Revue de presse :
“He draws faster than his shadow. He comes up with new stories as if he were drinking a glass of water. He talks more than anyone I’ve ever known. He’s extremely talented, extremely funny, extremely smart. I guess this is the description of a genius. And I don’t say such things because he’s my friend. Joann Sfar is not a rabbi, but he describes better than anyone the religious dilemma with tenderness, intelligence, and humor. The Rabbi’s Cat is a book that everybody should read.”
–Marjane Satrapi, author of Persepolis
“[The Rabbi’s Cat] is rich in historic and cultural detail and filled with great stories.”
–The Washington Post
“As fanciful as Mark Haddon’s The Curious Incident of the Dog in the Night-Time,
a whole lot shorter than The Amazing Adventures of Kavalier & Clay, and a good deal more Jewish than Marjane Satrapi’s Persepolis, Joann Sfar’s graphic novel is hilarious, poignant, and wise. And now that I’m done reading it for the first time, I’m going to read it again.”
–Adam Langer, author of Crossing California
“An affecting, fraught, and–yes–sometimes hilarious tour de force about the complexities of living faithfully in a godless world.”
–The Boston Globe
“In The Rabbi’s Cat, Joann Sfar’s words and pictures mingle in a dance both sacred and skeptical, perfectly graceful and clumsily human. I loved this book and I’m so grateful Sfar’s brilliance has finally been brought to America. He is one of the brightest cartoonists in the world!”
–Craig Thompson, author of Blankets
Présentation de l'éditeur :
The preeminent work by one of France’s most celebrated young comic artists, The Rabbi’s Cat tells the wholly unique story of a rabbi, his daughter, and their talking cat — a philosopher brimming with scathing humor and surprising tenderness.
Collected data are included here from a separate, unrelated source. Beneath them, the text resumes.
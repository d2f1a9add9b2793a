pub mod client;
pub mod sync_queue;
// libs/reconciler-cell/src/services/lease.rs
//
// Run-level lease making overlapping reconciliation runs mutually
// exclusive. The lease expires after a TTL so a crashed run cannot block
// future runs; release checks the holder token so a stale guard dropped
// after expiry cannot release somebody else's lease.

use std::sync::{Arc, Mutex};
use std::time::{Duration, Instant};
use tracing::warn;
use uuid::Uuid;

struct Holder {
    token: Uuid,
    expires_at: Instant,
}

pub struct RunLease {
    ttl: Duration,
    holder: Mutex<Option<Holder>>,
}

impl RunLease {
    pub fn new(ttl: Duration) -> Arc<Self> {
        Arc::new(Self {
            ttl,
            holder: Mutex::new(None),
        })
    }

    pub fn try_acquire(self: &Arc<Self>) -> Option<LeaseGuard> {
        let mut holder = self.holder.lock().expect("lease mutex poisoned");
        if let Some(current) = holder.as_ref() {
            if current.expires_at > Instant::now() {
                return None;
            }
            warn!("Reconciliation lease expired without release, taking over");
        }

        let token = Uuid::new_v4();
        *holder = Some(Holder {
            token,
            expires_at: Instant::now() + self.ttl,
        });
        Some(LeaseGuard {
            lease: self.clone(),
            token,
        })
    }

    fn release(&self, token: Uuid) {
        let mut holder = self.holder.lock().expect("lease mutex poisoned");
        if holder.as_ref().map(|h| h.token) == Some(token) {
            *holder = None;
        }
    }
}

pub struct LeaseGuard {
    lease: Arc<RunLease>,
    token: Uuid,
}

impl Drop for LeaseGuard {
    fn drop(&mut self) {
        self.lease.release(self.token);
    }
}
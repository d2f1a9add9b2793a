// libs/shared/store/src/store.rs
//
// Primary store for patients, bookings and patient projections. Every
// multi-row mutation runs inside one short write-locked critical section,
// which is the serializable unit the booking transactor relies on. Slot
// contention is additionally serialized by per-(date,time) async mutexes
// so unrelated slots never queue behind each other.

use chrono::{NaiveDate, NaiveTime, Utc};
use std::collections::HashMap;
use std::sync::{Arc, Mutex as StdMutex};
use thiserror::Error;
use tokio::sync::{Mutex, RwLock};
use tracing::debug;
use uuid::Uuid;

use shared_config::DuplicatePolicy;

use crate::models::{Booking, BookingStatus, Patient, PatientProjection, SlotKey, SlotOccupancy};

#[derive(Error, Debug)]
pub enum StoreError {
    #[error("Slot {slot} is at capacity")]
    CapacityExceeded { slot: SlotKey },

    #[error("Patient already holds active booking {existing}")]
    DuplicateActiveBooking { existing: Uuid },

    #[error("Booking not found: {0}")]
    BookingNotFound(Uuid),

    #[error("Patient not found: {0}")]
    PatientNotFound(Uuid),

    #[error("Booking cannot transition from {from} to {to}")]
    InvalidStatusTransition {
        from: BookingStatus,
        to: BookingStatus,
    },

    #[error("Placeholder identity {0} cannot be a merge primary")]
    PlaceholderPrimary(Uuid),
}

/// Result of a successful create: the new booking plus the prior booking
/// canceled by the replace-prior policy, if any. Both need a ledger sync.
#[derive(Debug, Clone)]
pub struct CreatedBooking {
    pub booking: Booking,
    pub replaced: Option<Booking>,
}

#[derive(Default)]
struct Tables {
    patients: HashMap<Uuid, Patient>,
    bookings: HashMap<Uuid, Booking>,
    projections: HashMap<Uuid, PatientProjection>,
    capacity_overrides: HashMap<SlotKey, u32>,
}

impl Tables {
    fn capacity(&self, slot: &SlotKey, default_capacity: u32) -> u32 {
        self.capacity_overrides
            .get(slot)
            .copied()
            .unwrap_or(default_capacity)
    }

    fn active_count(&self, slot: &SlotKey) -> u32 {
        self.bookings
            .values()
            .filter(|b| b.is_active() && b.slot_key() == *slot)
            .count() as u32
    }

    fn active_booking_for_patient(&self, patient_id: Uuid) -> Option<Booking> {
        self.bookings
            .values()
            .find(|b| b.is_active() && b.patient_id == patient_id)
            .cloned()
    }

    /// Follow merged_into links to the surviving identity. Chains are
    /// short in practice; the bound guards against a cycle introduced by
    /// a corrupted merge.
    fn canonical_patient_id(&self, patient_id: Uuid) -> Option<Uuid> {
        let mut current = patient_id;
        for _ in 0..16 {
            match self.patients.get(&current) {
                Some(p) => match p.merged_into {
                    Some(next) => current = next,
                    None => return Some(current),
                },
                None => return None,
            }
        }
        None
    }

    fn cancel_booking_row(&mut self, reserve_id: Uuid) -> Option<Booking> {
        let booking = self.bookings.get_mut(&reserve_id)?;
        booking.status = BookingStatus::Canceled;
        booking.updated_at = Utc::now();
        let canceled = booking.clone();

        // Clear the projection only if it still points at this booking,
        // otherwise a newer booking's snapshot would be wiped.
        if let Some(projection) = self.projections.get_mut(&canceled.patient_id) {
            if projection.reserve_id == Some(reserve_id) {
                *projection = PatientProjection::cleared(canceled.patient_id);
            }
        }

        Some(canceled)
    }
}

pub struct ClinicStore {
    tables: RwLock<Tables>,
    slot_locks: StdMutex<HashMap<SlotKey, Arc<Mutex<()>>>>,
    default_capacity: u32,
}
// libs/identity-cell/src/router.rs
use std::sync::Arc;

use axum::{
    routing::{get, post},
    Router,
};

use crate::handlers;
use crate::services::resolution::IdentityService;

pub fn identity_routes(service: Arc<IdentityService>) -> Router {
    Router::new()
        .route("/patients", post(handlers::register_patient))
        .route("/patients/{patient_id}", get(handlers::get_patient))
        .route("/identities/resolve", get(handlers::resolve_identity))
        .route("/admin/identities/merge", post(handlers::merge_identities))
        .route("/admin/identities/collisions", get(handlers::list_collisions))
        .with_state(service)
}
use std::sync::Arc;

use assert_matches::assert_matches;
use chrono::{NaiveDate, NaiveTime};

use booking_cell::models::{BookingError, CancelActor};
use booking_cell::BookingTransactor;
use ledger_cell::{LedgerClient, LedgerSyncQueue};
use shared_config::{AppConfig, DuplicatePolicy};
use shared_store::{BookingStatus, ClinicStore, SlotKey};

fn test_config() -> AppConfig {
    AppConfig {
        ledger_base_url: String::new(),
        ledger_api_key: String::new(),
        ledger_request_timeout_seconds: 2,
        ledger_sync_max_attempts: 1,
        ledger_sync_backoff_ms: 10,
        ledger_fetch_window_days: 7,
        ledger_fetch_page_size: 100,
        default_slot_capacity: 1,
        duplicate_booking_policy: DuplicatePolicy::Reject,
        slot_lock_wait_ms: 500,
        booking_retry_attempts: 3,
        booking_retry_backoff_ms: 10,
        reconcile_lease_seconds: 60,
        reconcile_interval_seconds: 0,
    }
}

fn setup(default_capacity: u32) -> (Arc<ClinicStore>, Arc<BookingTransactor>) {
    let config = test_config();
    let store = Arc::new(ClinicStore::new(default_capacity));
    let client = Arc::new(LedgerClient::new(&config));
    let queue = LedgerSyncQueue::spawn(store.clone(), client);
    let transactor = Arc::new(BookingTransactor::new(store.clone(), queue, &config));
    (store, transactor)
}

fn slot() -> (NaiveDate, NaiveTime) {
    (
        NaiveDate::from_ymd_opt(2026, 2, 20).unwrap(),
        NaiveTime::from_hms_opt(10, 0, 0).unwrap(),
    )
}

#[tokio::test]
async fn exactly_capacity_many_concurrent_bookings_succeed() {
    let (store, transactor) = setup(2);
    let (date, time) = slot();

    let mut patients = Vec::new();
    for i in 0..8 {
        patients.push(
            store
                .register_patient(format!("patient-{i}"), None, false)
                .await,
        );
    }

    let mut handles = Vec::new();
    for patient in &patients {
        let transactor = transactor.clone();
        let patient_id = patient.patient_id;
        handles.push(tokio::spawn(async move {
            transactor.create_booking(patient_id, date, time).await
        }));
    }

    let mut succeeded = 0;
    let mut capacity_rejections = 0;
    for handle in handles {
        match handle.await.unwrap() {
            Ok(_) => succeeded += 1,
            Err(BookingError::CapacityExceeded { .. }) => capacity_rejections += 1,
            Err(other) => panic!("unexpected error: {other}"),
        }
    }

    assert_eq!(succeeded, 2);
    assert_eq!(capacity_rejections, 6);

    // No successful booking may later be found violating capacity.
    let occupancy = store.slot_occupancy(date, date).await;
    assert_eq!(occupancy.len(), 1);
    assert_eq!(occupancy[0].active_bookings, 2);
}

#[tokio::test]
async fn second_active_booking_for_a_patient_is_rejected() {
    let (store, transactor) = setup(3);
    let (date, time) = slot();
    let other_time = NaiveTime::from_hms_opt(11, 0, 0).unwrap();
    let patient = store.register_patient("Ada".into(), None, false).await;

    transactor
        .create_booking(patient.patient_id, date, time)
        .await
        .unwrap();
    let err = transactor
        .create_booking(patient.patient_id, date, other_time)
        .await
        .unwrap_err();
    assert_matches!(err, BookingError::DuplicateActiveBooking { .. });
}

#[tokio::test]
async fn cancel_clears_the_patient_projection() {
    let (store, transactor) = setup(1);
    let (date, time) = slot();
    let patient = store.register_patient("Ada".into(), None, false).await;

    let booking = transactor
        .create_booking(patient.patient_id, date, time)
        .await
        .unwrap();

    let projection = transactor.current_booking(patient.patient_id).await;
    assert_eq!(projection.reserve_id, Some(booking.reserve_id));

    transactor
        .cancel_booking(booking.reserve_id, CancelActor::Patient)
        .await
        .unwrap();

    let projection = transactor.current_booking(patient.patient_id).await;
    assert!(projection.is_empty());

    // The slot frees up for the next patient.
    let next = store.register_patient("Grace".into(), None, false).await;
    transactor
        .create_booking(next.patient_id, date, time)
        .await
        .unwrap();
}

#[tokio::test]
async fn confirm_moves_pending_to_confirmed_and_rejects_canceled() {
    let (store, transactor) = setup(1);
    let (date, time) = slot();
    let patient = store.register_patient("Ada".into(), None, false).await;

    let booking = transactor
        .create_booking(patient.patient_id, date, time)
        .await
        .unwrap();
    assert_eq!(booking.status, BookingStatus::Pending);

    let confirmed = transactor.confirm_booking(booking.reserve_id).await.unwrap();
    assert_eq!(confirmed.status, BookingStatus::Confirmed);

    transactor
        .cancel_booking(booking.reserve_id, CancelActor::Staff)
        .await
        .unwrap();
    let err = transactor.confirm_booking(booking.reserve_id).await.unwrap_err();
    assert_matches!(err, BookingError::InvalidStatusTransition { .. });
}

#[tokio::test]
async fn contended_slot_surfaces_busy_after_bounded_waits() {
    let mut config = test_config();
    config.slot_lock_wait_ms = 20;
    config.booking_retry_attempts = 2;
    config.booking_retry_backoff_ms = 5;

    let store = Arc::new(ClinicStore::new(1));
    let client = Arc::new(LedgerClient::new(&config));
    let queue = LedgerSyncQueue::spawn(store.clone(), client);
    let transactor = Arc::new(BookingTransactor::new(store.clone(), queue, &config));

    let (date, time) = slot();
    let patient = store.register_patient("Ada".into(), None, false).await;

    // Hold the slot's lock for the whole call: every bounded wait times
    // out and the transactor reports Busy instead of blocking forever.
    let guard = store.slot_guard(SlotKey::new(date, time));
    let _held = guard.lock().await;

    let err = transactor
        .create_booking(patient.patient_id, date, time)
        .await
        .unwrap_err();
    assert_matches!(err, BookingError::Busy);

    // Nothing was written while the slot was contended.
    assert!(store.booking_date_bounds().await.is_none());
}

#[tokio::test]
async fn unknown_booking_cancel_reports_not_found() {
    let (_store, transactor) = setup(1);
    let err = transactor
        .cancel_booking(uuid::Uuid::new_v4(), CancelActor::Patient)
        .await
        .unwrap_err();
    assert_matches!(err, BookingError::NotFound);
}

#[tokio::test]
async fn unknown_patient_cannot_book() {
    let (_store, transactor) = setup(1);
    let (date, time) = slot();
    let err = transactor
        .create_booking(uuid::Uuid::new_v4(), date, time)
        .await
        .unwrap_err();
    assert_matches!(err, BookingError::PatientNotFound);
}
In Algeria in the 1930s, a cat belonging to a widowed rabbi and his beautiful daughter, Zlabya, eats the family parrot and gains the ability to speak. To his master’s consternation, the cat immediately begins to tell lies (the first being that he didn’t eat the parrot). The rabbi vows to educate him in the ways of the Torah, while the cat insists on studying the kabbalah and having a Bar Mitzvah. They consult the rabbi’s rabbi, who maintains that a cat can’t be Jewish — but the cat, as always, knows better.
Zlabya falls in love with a dashing young rabbi from Paris, and soon master and cat, having overcome their shared self-pity and jealousy, are accompanying the newlyweds to France to meet Zlabya’s cosmopolitan in-laws. Full of drama and adventure, their trip invites countless opportunities for the rabbi and his cat to grapple with all the important — and trivial — details of life.
Rich with the colors, textures, and flavors of Algeria’s Jewish community, The Rabbi’s Cat brings a lost world vibrantly to life — a time and place where Jews and Arabs coexisted — and peoples it with endearing and thoroughly human characters, and one truly unforgettable cat.